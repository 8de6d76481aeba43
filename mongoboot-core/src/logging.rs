//! Logging setup for mongoboot binaries.
//!
//! The library itself only emits `tracing` events; binaries call
//! [`init_logging`] once at startup.

use crate::Result;

/// Maps CLI verbosity flags to a log level.
///
/// quiet → ERROR, 0 → INFO, 1 → DEBUG, 2+ → TRACE
pub fn level_for(verbose: u8, quiet: bool) -> tracing::Level {
    match (quiet, verbose) {
        (true, _) => tracing::Level::ERROR,
        (false, 0) => tracing::Level::INFO,
        (false, 1) => tracing::Level::DEBUG,
        (false, _) => tracing::Level::TRACE,
    }
}

/// Initializes structured logging based on verbosity level.
///
/// # Arguments
/// * `verbose` - Verbosity level (0=INFO, 1=DEBUG, 2+=TRACE)
/// * `quiet` - If true, only show ERROR level logs
///
/// # Errors
/// Returns a configuration error if a global subscriber is already installed.
///
/// # Example
/// ```rust,no_run
/// use mongoboot_core::logging::init_logging;
///
/// init_logging(1, false).expect("Failed to initialize logging");
/// ```
pub fn init_logging(verbose: u8, quiet: bool) -> Result<()> {
    tracing_subscriber::fmt()
        .with_max_level(level_for(verbose, quiet))
        .with_target(false)
        .with_thread_ids(false)
        .with_file(false)
        .with_line_number(false)
        .try_init()
        .map_err(|e| {
            crate::error::BootstrapError::configuration(format!(
                "Failed to initialize logging: {}",
                e
            ))
        })?;

    Ok(())
}

#[cfg(test)]
mod tests {
    use super::*;

    #[test]
    fn test_verbosity_levels() {
        let test_cases = [
            ((true, 0), tracing::Level::ERROR),
            ((true, 5), tracing::Level::ERROR),
            ((false, 0), tracing::Level::INFO),
            ((false, 1), tracing::Level::DEBUG),
            ((false, 2), tracing::Level::TRACE),
            ((false, 10), tracing::Level::TRACE),
        ];

        for ((quiet, verbose), expected) in test_cases {
            assert_eq!(
                level_for(verbose, quiet),
                expected,
                "Failed for quiet={}, verbose={}",
                quiet,
                verbose
            );
        }
    }

    #[test]
    fn test_second_init_is_configuration_error() {
        // The global subscriber may already be set by an earlier call
        let _ = init_logging(0, true);

        let err = init_logging(0, false).unwrap_err();
        assert!(matches!(
            err,
            crate::error::BootstrapError::Configuration { .. }
        ));
        assert!(err.to_string().contains("Failed to initialize logging"));
    }
}
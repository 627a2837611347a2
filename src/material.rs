//! Design vector and parameter bounds.
//!
//! The free parameters of the identification are the two isotropic material
//! constants of the model's MAT1 card: elastic (Young's) modulus and Poisson
//! ratio. Everything the DE operators touch goes through this pair.

use rand::Rng;
use serde::{Deserialize, Serialize};

use crate::error::{IdentError, Result};

/// One candidate's free parameters.
#[derive(Debug, Clone, Copy, PartialEq, Serialize, Deserialize)]
pub struct MaterialParams {
    /// Elastic (Young's) modulus in Pa.
    pub elastic_modulus: f64,
    /// Poisson ratio, dimensionless.
    pub poisson_ratio: f64,
}

impl MaterialParams {
    /// Creates a new parameter pair.
    pub fn new(elastic_modulus: f64, poisson_ratio: f64) -> Self {
        Self {
            elastic_modulus,
            poisson_ratio,
        }
    }
}

impl std::fmt::Display for MaterialParams {
    fn fmt(&self, f: &mut std::fmt::Formatter<'_>) -> std::fmt::Result {
        write!(
            f,
            "E={:7.3} GPa, v={:.3}",
            self.elastic_modulus / 1e9,
            self.poisson_ratio
        )
    }
}

/// Component-wise bound intervals for the design vector.
///
/// The Poisson upper bound is kept strictly below 0.5; an incompressible
/// material makes the eigenvalue problem degenerate.
#[derive(Debug, Clone, Copy, Serialize, Deserialize)]
pub struct ParamBounds {
    /// Lower bound for the elastic modulus in Pa.
    pub e_min: f64,
    /// Upper bound for the elastic modulus in Pa.
    pub e_max: f64,
    /// Upper bound for the Poisson ratio (lower bound is 0).
    pub v_max: f64,
}

impl Default for ParamBounds {
    fn default() -> Self {
        // Steel-to-ceramics modulus range, Poisson just below incompressible.
        Self {
            e_min: 1e9,
            e_max: 300e9,
            v_max: 0.5 - 1.0 / 1000.0,
        }
    }
}

impl ParamBounds {
    /// Validates the intervals.
    ///
    /// # Errors
    ///
    /// Returns `IdentError::InvalidBounds` if an interval is empty, a bound is
    /// not finite, `e_min` is negative, or `v_max` is outside (0, 0.5).
    pub fn validate(&self) -> Result<()> {
        if !self.e_min.is_finite() || !self.e_max.is_finite() || !self.v_max.is_finite() {
            return Err(IdentError::InvalidBounds {
                reason: "bounds must be finite".into(),
            });
        }
        if self.e_min < 0.0 {
            return Err(IdentError::InvalidBounds {
                reason: format!("e_min ({:e}) must be >= 0", self.e_min),
            });
        }
        if self.e_max <= self.e_min {
            return Err(IdentError::InvalidBounds {
                reason: format!("e_max ({:e}) must exceed e_min ({:e})", self.e_max, self.e_min),
            });
        }
        if self.v_max <= 0.0 || self.v_max >= 0.5 {
            return Err(IdentError::InvalidBounds {
                reason: format!("v_max ({}) must lie in (0, 0.5)", self.v_max),
            });
        }
        Ok(())
    }

    /// Clips a parameter pair component-wise into the bound intervals.
    pub fn clip(&self, params: MaterialParams) -> MaterialParams {
        MaterialParams {
            elastic_modulus: params.elastic_modulus.clamp(self.e_min, self.e_max),
            poisson_ratio: params.poisson_ratio.clamp(0.0, self.v_max),
        }
    }

    /// Returns `true` if both components lie inside the bound intervals.
    pub fn contains(&self, params: &MaterialParams) -> bool {
        params.elastic_modulus >= self.e_min
            && params.elastic_modulus <= self.e_max
            && params.poisson_ratio >= 0.0
            && params.poisson_ratio <= self.v_max
    }

    /// Draws a uniformly random parameter pair inside the bounds.
    pub fn sample<R: Rng + ?Sized>(&self, rng: &mut R) -> MaterialParams {
        let u: f64 = rng.random();
        let w: f64 = rng.random();
        MaterialParams {
            elastic_modulus: self.e_min + u * (self.e_max - self.e_min),
            poisson_ratio: w * self.v_max,
        }
    }
}
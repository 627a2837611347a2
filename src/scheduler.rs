//! Batch evaluation of a population on a bounded worker pool.
//!
//! Each task owns exactly one individual for its lifetime: solver run, RMSE
//! scoring, then writing frequencies and fitness back onto that individual.
//! A task failure is captured as an [`EvalFailure`] keyed by the individual's
//! population index; it never cancels or blocks sibling evaluations. The
//! call joins every dispatched task before returning, so selection logic
//! always sees a terminal outcome per individual.

use log::{info, warn};
use ndarray::Array1;
use rayon::prelude::*;

use crate::error::{IdentError, Result};
use crate::fitness::rmse;
use crate::individual::Individual;
use crate::solver::SolverAdapter;

/// Number of worker threads used when none is configured. Each task runs one
/// expensive external process, so the pool stays small.
pub const DEFAULT_WORKERS: usize = 3;

/// A per-candidate evaluation failure, recorded instead of propagated.
#[derive(Debug)]
pub struct EvalFailure {
    /// Index of the individual in the dispatched batch.
    pub index: usize,
    /// The error that terminated the task.
    pub error: IdentError,
}

/// Evaluates every individual of a batch against the target vector.
///
/// Dispatches one task per individual to a pool bounded at `workers` threads.
/// The pool is built fresh for the batch and torn down when the call returns.
/// Completion order is unspecified; the only guarantee is that on return
/// every individual either carries an updated fitness or has a failure
/// recorded against it. A failed individual keeps its previous fitness. No
/// retry is attempted.
pub fn evaluate_population<S>(
    individuals: &mut [Individual],
    solver: &S,
    target: &Array1<f64>,
    workers: usize,
) -> Vec<EvalFailure>
where
    S: SolverAdapter + ?Sized,
{
    let pool = rayon::ThreadPoolBuilder::new()
        .num_threads(workers.max(1))
        .build();

    let mut failures: Vec<EvalFailure> = match pool {
        Ok(pool) => pool.install(|| {
            individuals
                .par_iter_mut()
                .enumerate()
                .filter_map(|(index, ind)| dispatch_one(index, ind, solver, target))
                .collect()
        }),
        Err(e) => {
            // No pool, no parallelism; the batch still gets evaluated.
            warn!("worker pool unavailable ({e}), evaluating sequentially");
            individuals
                .iter_mut()
                .enumerate()
                .filter_map(|(index, ind)| dispatch_one(index, ind, solver, target))
                .collect()
        }
    };
    failures.sort_by_key(|f| f.index);
    failures
}

/// Runs one task and turns its outcome into an optional failure record.
fn dispatch_one<S>(
    index: usize,
    ind: &mut Individual,
    solver: &S,
    target: &Array1<f64>,
) -> Option<EvalFailure>
where
    S: SolverAdapter + ?Sized,
{
    match evaluate_one(ind, solver, target) {
        Ok(fitness) => {
            info!("candidate {index}: fitness {fitness:10.3} ({})", ind.params);
            None
        }
        Err(error) => {
            warn!("candidate {index}: {error} ({})", ind.params);
            Some(EvalFailure { index, error })
        }
    }
}

/// One evaluation task: solve, score, write back.
fn evaluate_one<S>(ind: &mut Individual, solver: &S, target: &Array1<f64>) -> Result<f64>
where
    S: SolverAdapter + ?Sized,
{
    let artifact = ind.artifact.clone().ok_or_else(|| IdentError::ArtifactWrite {
        path: Default::default(),
        reason: "candidate has no materialized artifact".into(),
    })?;
    let frequencies = solver.evaluate(&artifact)?;
    let fitness = rmse(&frequencies, target)?;
    ind.frequencies = frequencies;
    ind.fitness = Some(fitness);
    Ok(fitness)
}
//! Rand/1 mutation on the design vector.

use rand::Rng;

use crate::distinct_indices::distinct_indices;
use crate::individual::Individual;
use crate::material::{MaterialParams, ParamBounds};

/// Builds the mutant for slot `i`: picks three distinct pool members a, b, c
/// (all different from `i`) and combines them per component as
/// `a + F * (b - c)`, clipped into the bounds.
pub(crate) fn mutant_rand1<R: Rng + ?Sized>(
    i: usize,
    pool: &[Individual],
    f: f64,
    bounds: &ParamBounds,
    rng: &mut R,
) -> MaterialParams {
    let idxs = distinct_indices(i, 3, pool.len(), rng);
    let a = &pool[idxs[0]].params;
    let b = &pool[idxs[1]].params;
    let c = &pool[idxs[2]].params;
    bounds.clip(de_combine(a, b, c, f))
}

/// The raw rand/1 arithmetic, before bounds clipping.
pub(crate) fn de_combine(
    a: &MaterialParams,
    b: &MaterialParams,
    c: &MaterialParams,
    f: f64,
) -> MaterialParams {
    MaterialParams {
        elastic_modulus: a.elastic_modulus + f * (b.elastic_modulus - c.elastic_modulus),
        poisson_ratio: a.poisson_ratio + f * (b.poisson_ratio - c.poisson_ratio),
    }
}

#[cfg(test)]
mod tests {
    use super::*;
    use rand::SeedableRng;
    use rand::rngs::StdRng;

    #[test]
    fn test_de_combine_arithmetic() {
        let a = MaterialParams::new(1e11, 0.2);
        let b = MaterialParams::new(2e11, 0.3);
        let c = MaterialParams::new(1.5e11, 0.25);
        let mutant = de_combine(&a, &b, &c, 0.5);
        assert_eq!(mutant.elastic_modulus, 1.25e11);
        assert!((mutant.poisson_ratio - 0.225).abs() < 1e-12);
    }

    #[test]
    fn test_mutant_clipped_into_bounds() {
        let bounds = ParamBounds::default();
        let mut rng = StdRng::seed_from_u64(9);
        // Parents near opposite corners force out-of-range mutants.
        let pool: Vec<Individual> = [
            MaterialParams::new(bounds.e_max, bounds.v_max),
            MaterialParams::new(bounds.e_min, 0.0),
            MaterialParams::new(bounds.e_max, bounds.v_max),
            MaterialParams::new(bounds.e_min, 0.0),
            MaterialParams::new(bounds.e_max, 0.0),
        ]
        .into_iter()
        .map(|p| Individual::new(p, 0))
        .collect();

        for i in 0..pool.len() {
            for _ in 0..50 {
                let mutant = mutant_rand1(i, &pool, 1.8, &bounds, &mut rng);
                assert!(bounds.contains(&mutant), "mutant escaped bounds: {:?}", mutant);
            }
        }
    }
}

━━━━━━━━━━━━━━━━

▸ PROBLEM STATEMENT:
The exact lines of the material above starting at the one that contains "empty, a bound is" and ending at the one that contains "if !self.e_min.is_finite() ||" are what to retype; leave out everything else.

▸ REPLY:
    /// Returns `IdentError::InvalidBounds` if an interval is empty, a bound is
    /// not finite, `e_min` is negative, or `v_max` is outside (0, 0.5).
    pub fn validate(&self) -> Result<()> {
        if !self.e_min.is_finite() || !self.e_max.is_finite() || !self.v_max.is_finite() {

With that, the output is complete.